Grand Prince of Kiev
- Reign: September 1068 – April 1069
- Predecessor: Iziaslav I
- Successor: Iziaslav I

Prince of Polotsk
- Reign: 1044–1101
- Born: c. 1029 Polotsk
- Died: 24 April 1101 (aged ~72) Polotsk
- Burial: Cathedral of Holy Wisdom in Polotsk
- Issue more...: Gleb Vseslavich

Names
- Vseslav Bryachislavich
- Dynasty: Rurik
- Father: Bryachislav of Polotsk

= Vseslav of Polotsk =

Prince of Polotsk (r. 1044–1101) and Kiev (r. 1068–1069)
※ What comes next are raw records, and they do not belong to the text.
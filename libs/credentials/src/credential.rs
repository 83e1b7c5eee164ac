use std::{
    fmt::{self, Display, Formatter},
    sync::Arc,
};

use serde::{Deserialize, Serialize};
use time::{Duration, OffsetDateTime};

/// Identifier of a remote platform (`gmail`, `graph`, `slack`, ...).
#[derive(Debug, Clone, PartialEq, Eq, Hash, PartialOrd, Ord, Serialize, Deserialize)]
#[serde(transparent)]
pub struct ProviderId(pub String);

impl ProviderId {
    pub fn new(id: impl Into<String>) -> Self {
        Self(id.into())
    }

    pub fn as_str(&self) -> &str {
        &self.0
    }
}

impl Display for ProviderId {
    fn fmt(&self, f: &mut Formatter<'_>) -> fmt::Result {
        f.write_str(&self.0)
    }
}

impl From<&str> for ProviderId {
    fn from(value: &str) -> Self {
        Self(value.to_string())
    }
}

/// Cache key: one credential per provider and principal (mailbox, bot, tenant).
#[derive(Debug, Clone, PartialEq, Eq, Hash)]
pub struct CredentialKey {
    pub provider: ProviderId,
    pub principal: String,
}

impl CredentialKey {
    pub fn new(provider: ProviderId, principal: impl Into<String>) -> Self {
        Self {
            provider,
            principal: principal.into(),
        }
    }
}

impl Display for CredentialKey {
    fn fmt(&self, f: &mut Formatter<'_>) -> fmt::Result {
        write!(f, "{}:{}", self.provider, self.principal)
    }
}

/// Opaque secret value. `Debug` never prints the content.
#[derive(Clone, PartialEq, Eq)]
pub struct Secret(Arc<str>);

impl Secret {
    pub fn new(value: impl AsRef<str>) -> Self {
        Self(Arc::from(value.as_ref()))
    }

    pub fn expose(&self) -> &str {
        &self.0
    }
}

impl fmt::Debug for Secret {
    fn fmt(&self, f: &mut Formatter<'_>) -> fmt::Result {
        f.write_str("Secret(***)")
    }
}

impl From<String> for Secret {
    fn from(value: String) -> Self {
        Self(Arc::from(value))
    }
}

impl From<&str> for Secret {
    fn from(value: &str) -> Self {
        Self::new(value)
    }
}

/// Short-lived access credential for one provider principal.
#[derive(Debug, Clone, PartialEq, Eq)]
pub struct Credential {
    pub provider: ProviderId,
    pub principal: String,
    access: Secret,
    pub expires_at: OffsetDateTime,
    refresh_handle: Option<Secret>,
}

impl Credential {
    pub fn new(
        provider: ProviderId,
        principal: impl Into<String>,
        access: impl Into<Secret>,
        expires_at: OffsetDateTime,
    ) -> Self {
        Self {
            provider,
            principal: principal.into(),
            access: access.into(),
            expires_at,
            refresh_handle: None,
        }
    }

    /// Attaches the value the refresher needs for the next exchange
    /// (for OAuth providers, the refresh token).
    pub fn with_refresh_handle(mut self, handle: impl Into<Secret>) -> Self {
        self.refresh_handle = Some(handle.into());
        self
    }

    pub fn key(&self) -> CredentialKey {
        CredentialKey::new(self.provider.clone(), self.principal.clone())
    }

    pub fn access_value(&self) -> &str {
        self.access.expose()
    }

    pub fn refresh_handle(&self) -> Option<&Secret> {
        self.refresh_handle.as_ref()
    }

    /// True when the credential stays valid for longer than `margin` past `now`.
    pub fn is_fresh_at(&self, now: OffsetDateTime, margin: Duration) -> bool {
        self.expires_at > now + margin
    }

    pub fn is_fresh(&self, margin: Duration) -> bool {
        self.is_fresh_at(OffsetDateTime::now_utc(), margin)
    }

    pub fn remaining_at(&self, now: OffsetDateTime) -> Duration {
        self.expires_at - now
    }
}

#[cfg(test)]
mod tests {
    use super::*;

    fn sample(expires_at: OffsetDateTime) -> Credential {
        Credential::new("gmail".into(), "support@acme.test", "token-1", expires_at)
    }

    #[test]
    fn freshness_respects_margin() {
        let now = OffsetDateTime::now_utc();
        let cred = sample(now + Duration::seconds(90));
        assert!(cred.is_fresh_at(now, Duration::seconds(60)));
        assert!(!cred.is_fresh_at(now, Duration::seconds(90)));
        assert!(!cred.is_fresh_at(now, Duration::seconds(120)));
    }

    #[test]
    fn expired_credential_is_never_fresh() {
        let now = OffsetDateTime::now_utc();
        let cred = sample(now - Duration::seconds(1));
        assert!(!cred.is_fresh_at(now, Duration::ZERO));
        assert!(cred.remaining_at(now).is_negative());
    }

    #[test]
    fn debug_redacts_secrets() {
        let cred = sample(OffsetDateTime::now_utc()).with_refresh_handle("refresh-xyz");
        let rendered = format!("{cred:?}");
        assert!(!rendered.contains("token-1"));
        assert!(!rendered.contains("refresh-xyz"));
        assert!(rendered.contains("Secret(***)"));
        assert_eq!(cred.access_value(), "token-1");
        assert_eq!(cred.refresh_handle().map(Secret::expose), Some("refresh-xyz"));
    }

    #[test]
    fn key_display_joins_provider_and_principal() {
        let cred = sample(OffsetDateTime::now_utc());
        assert_eq!(cred.key().to_string(), "gmail:support@acme.test");
    }
}
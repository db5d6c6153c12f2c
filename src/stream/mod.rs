mod adapter;
mod polling;
#[cfg(test)]
mod testing;

pub use adapter::{
    AdapterError, FacebookAdapter, InstagramAdapter, Page, ResponseAdapter, StreamItem,
    TumblrAdapter,
};
pub use polling::{PollingStream, StreamError, StreamEvent, StreamOptions};
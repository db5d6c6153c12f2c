pub mod request;
pub mod stream;

use anyhow::{Context, Result};
use social_api::core::models::Params;
use social_api::core::settings::Settings;
use social_api::core::Provider;
use std::path::Path;

pub fn load_settings(config: Option<&Path>) -> Result<Settings> {
    let settings = match config {
        Some(path) => Settings::load_from(path)?,
        None => Settings::load()?,
    };
    settings.validate()?;
    Ok(settings)
}

pub fn parse_provider(name: &str) -> Result<Provider> {
    Provider::from_name(name).with_context(|| {
        let valid: Vec<_> = Provider::ALL.iter().map(|p| p.name()).collect();
        format!("Unknown provider: {}. Valid providers: {}", name, valid.join(", "))
    })
}

/// Parses repeated `key=value` arguments.
pub fn parse_params(pairs: &[String]) -> Result<Params> {
    pairs
        .iter()
        .map(|pair| {
            pair.split_once('=')
                .filter(|(key, _)| !key.is_empty())
                .map(|(key, value)| (key.to_string(), value.to_string()))
                .with_context(|| format!("Invalid parameter {pair:?}, expected key=value"))
        })
        .collect()
}

#[cfg(test)]
mod tests {
    use super::*;

    #[test]
    fn test_parse_params() {
        let params = parse_params(&["q=#sunset".to_string(), "count=5=x".to_string()]).unwrap();
        assert_eq!(params.get("q").map(String::as_str), Some("#sunset"));
        assert_eq!(params.get("count").map(String::as_str), Some("5=x"));

        assert!(parse_params(&["novalue".to_string()]).is_err());
        assert!(parse_params(&["=value".to_string()]).is_err());
    }

    #[test]
    fn test_parse_provider() {
        assert_eq!(parse_provider("Instagram").unwrap(), Provider::Instagram);
        let err = parse_provider("myspace").unwrap_err();
        assert!(err.to_string().contains("Valid providers: facebook"));
    }
}
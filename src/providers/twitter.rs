use crate::core::error::ConfigError;
use crate::core::models::Provider;
use crate::core::settings::TwitterSettings;
use crate::providers::{ApiClient, ProviderClient};

/// REST client using app-only (bearer token) authentication.
#[derive(Debug, Clone)]
pub struct Twitter {
    api: ApiClient,
}

impl Twitter {
    pub fn new(settings: &TwitterSettings) -> Result<Self, ConfigError> {
        let bearer_token = settings
            .bearer_token
            .as_deref()
            .filter(|v| !v.is_empty())
            .ok_or(ConfigError::MissingField {
                provider: Provider::Twitter,
                field: "bearer_token",
            })?;

        let api = ApiClient::new(
            Provider::Twitter,
            settings.base_url.as_deref(),
            settings.api_version.as_deref(),
        )?
        .with_path_suffix(".json")
        .with_bearer_token(bearer_token)?;

        Ok(Self { api })
    }
}

impl ProviderClient for Twitter {
    fn api(&self) -> &ApiClient {
        &self.api
    }
}

#[cfg(test)]
mod tests {
    use super::*;
    use crate::core::models::Params;
    use reqwest::Method;

    #[test]
    fn test_requires_bearer_token() {
        let err = Twitter::new(&TwitterSettings::default()).unwrap_err();
        assert!(err.to_string().contains("bearer_token"));
    }

    #[test]
    fn test_request_shape() {
        let settings = TwitterSettings {
            bearer_token: Some("token".to_string()),
            ..Default::default()
        };
        let twitter = Twitter::new(&settings).unwrap();
        let mut params = Params::new();
        params.insert("q".to_string(), "#sunset".to_string());

        let request = twitter
            .api()
            .build_request(Method::GET, "search/tweets", &params)
            .unwrap();
        assert_eq!(request.url().path(), "/1.1/search/tweets.json");
        assert_eq!(request.url().query(), Some("q=%23sunset"));
        assert_eq!(
            request.headers().get(reqwest::header::AUTHORIZATION).unwrap(),
            "Bearer token"
        );
    }
}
Vseslav Bryachislavich (Note: Всеслав Брячиславич; Усяслаў Брачыславіч) (c. 1029 – 24 April 1101; also known as Vseslav the Sorcerer or Vseslav the Seer) was Prince of Polotsk (1044–1101) and Grand Prince of Kiev (1068–1069). Together with Rostislav Vladimirovich and voivode Vyshata, he created a coalition against the Yaroslaviches' triumvirate. Polotsk's Cathedral of Holy Wisdom, completed in the mid-11th century, is one of the most enduring monuments from his reign and the oldest stone building in Belarus.

==Biography==
Vseslav was the son of Bryachislav Izyaslavich, Prince of Polotsk and Vitebsk, and was thus the great-grandson of Vladimir I of Kiev and Rogneda of Polotsk. He was born in c. 1029–1030 in Polotsk (with Vasilii as his baptismal name) and married around 1060.

He took the throne of Polotsk in 1044 upon his father's death, and although since 1093 he was the senior member of the Rurik dynasty for his generation, since his father had not been prince in Kiev, Vseslav was excluded (izgoi) from the grand princely succession. In fact, since he was the only major prince in Rus not descended from Yaroslav, he was, according to Simon Franklin and Jonathan Shepard, "an outsider from within"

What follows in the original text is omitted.